Виктория Хислоп - Нить
Евгении хотелось сказать, что ни то ни другое ей не подходит. При мысли, что придется перебирать табак, сердце у нее упало. Она не знала, есть ли у нее право отказываться от такой работы, – не хотелось выглядеть неблагодарной. Но главное сейчас было – молоко и овощи, которые раздавали здесь же, на улице, и они взяли немного, прежде чем спешить обратно на улицу Ирини.
По пути домой они проходили мимо выстроившихся в ряд маленьких магазинчиков. В одном из них продавали ткани, в другом – всевозможную тесьму для мебельной обивки, а витрина третьего сверху донизу была заставлена нитками. Увидев мотки разноцветной шерсти, Евгения в первый раз за много месяцев вспомнила о брошенном дома ткацком станке и ощутила прилив надежды. Когда-то она была искусной ткачихой – теперь это так далеко, что думать об этом почти нестерпимо, но, может быть, эту часть прежней жизни еще можно вернуть? На минутку Евгения остановилась полюбоваться, помечтать, пофантазировать – какие цвета она бы купила. Кроме ниток, она увидела в витрине кое-что еще: женщину, вдвое старше ее, худую, оборванную, с паутиной нечесаных волос. Евгения смотрела на нее с грустью, не веря глазам.

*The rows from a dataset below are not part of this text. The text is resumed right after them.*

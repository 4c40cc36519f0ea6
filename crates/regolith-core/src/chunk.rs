//! Chunk - 64x64 region of block cells

use regolith_blocks::{BlockId, BlockRegistry};
use serde::{Deserialize, Serialize};

pub const CHUNK_SIZE: usize = 64;
pub const CHUNK_AREA: usize = CHUNK_SIZE * CHUNK_SIZE;

/// A 64x64 region of the world
///
/// Cells are block IDs in row-major order with `y = 0` at the bottom of the
/// chunk. World coordinates grow upward: `world_y = chunk.y * 64 + local_y`.
#[derive(Clone, Serialize, Deserialize)]
pub struct Chunk {
    /// Chunk coordinates (in chunk space, not cell space)
    pub x: i32,
    pub y: i32,

    /// Cell data, row-major order
    /// Index = y * CHUNK_SIZE + x
    #[serde(with = "serde_big_array::BigArray")]
    cells: [u16; CHUNK_AREA],

    /// Whether the chunk has been modified since creation (not persisted)
    #[serde(skip)]
    pub dirty: bool,
}

impl Chunk {
    pub fn new(x: i32, y: i32) -> Self {
        Self {
            x,
            y,
            cells: [BlockId::AIR; CHUNK_AREA],
            dirty: false,
        }
    }

    /// Get block at local coordinates (0-63, 0-63)
    #[inline]
    pub fn get(&self, x: usize, y: usize) -> u16 {
        debug_assert!(x < CHUNK_SIZE && y < CHUNK_SIZE);
        self.cells[y * CHUNK_SIZE + x]
    }

    /// Set block at local coordinates
    #[inline]
    pub fn set(&mut self, x: usize, y: usize, block: u16) {
        debug_assert!(x < CHUNK_SIZE && y < CHUNK_SIZE);
        self.cells[y * CHUNK_SIZE + x] = block;
        self.dirty = true;
    }

    #[inline]
    pub fn is_air(&self, x: usize, y: usize) -> bool {
        self.get(x, y) == BlockId::AIR
    }

    /// World X coordinate of a local column
    #[inline]
    pub fn world_x(&self, local_x: usize) -> i32 {
        self.x * CHUNK_SIZE as i32 + local_x as i32
    }

    /// World Y coordinate of a local row
    #[inline]
    pub fn world_y(&self, local_y: usize) -> i32 {
        self.y * CHUNK_SIZE as i32 + local_y as i32
    }

    /// Topmost solid cell in a column, if any
    ///
    /// Scans from the top of the chunk downward and returns the local Y of
    /// the first solid block (per the global registry).
    pub fn surface_y(&self, x: usize) -> Option<usize> {
        let registry = BlockRegistry::global();
        (0..CHUNK_SIZE)
            .rev()
            .find(|&y| registry.get(self.get(x, y)).solid)
    }

    /// Count non-air cells (for debugging generation passes)
    pub fn count_non_air(&self) -> usize {
        self.cells
            .iter()
            .filter(|&&c| c != BlockId::AIR)
            .count()
    }

    /// Count cells holding the given block
    pub fn count_of(&self, block: u16) -> usize {
        self.cells.iter().filter(|&&c| c == block).count()
    }

    /// Raw cell slice, row-major
    pub fn cells(&self) -> &[u16] {
        &self.cells
    }
}

impl Default for Chunk {
    fn default() -> Self {
        Self::new(0, 0)
    }
}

– Кирия Евгения! Кирия Евгения! Пойдемте посмотрим!
Катерина нетерпеливо потянула ее за руку, и Евгения охотно позволила увести себя, чтобы не видеть отражения той, в кого она превратилась.
– Смотрите, сколько всяких пуговичек! А ленточки! А давайте туда зайдем, можно?
Евгения знала, что Катеринина мать была швеей и что у самой девочки уже пробудилась страсть к шитью и вышиванию. Это роскошное пиршество цветов захватило ее почти так же, как саму ткачиху.
– Не сейчас, Катерина. Как-нибудь потом зайдем, посмотрим.
Пока они ходили – час или около того, – и весь остальной город проснулся. Еще несколько человек появилось на улице Ирини – кто подметал крыльцо, кто направлялся на рынок, кто на работу.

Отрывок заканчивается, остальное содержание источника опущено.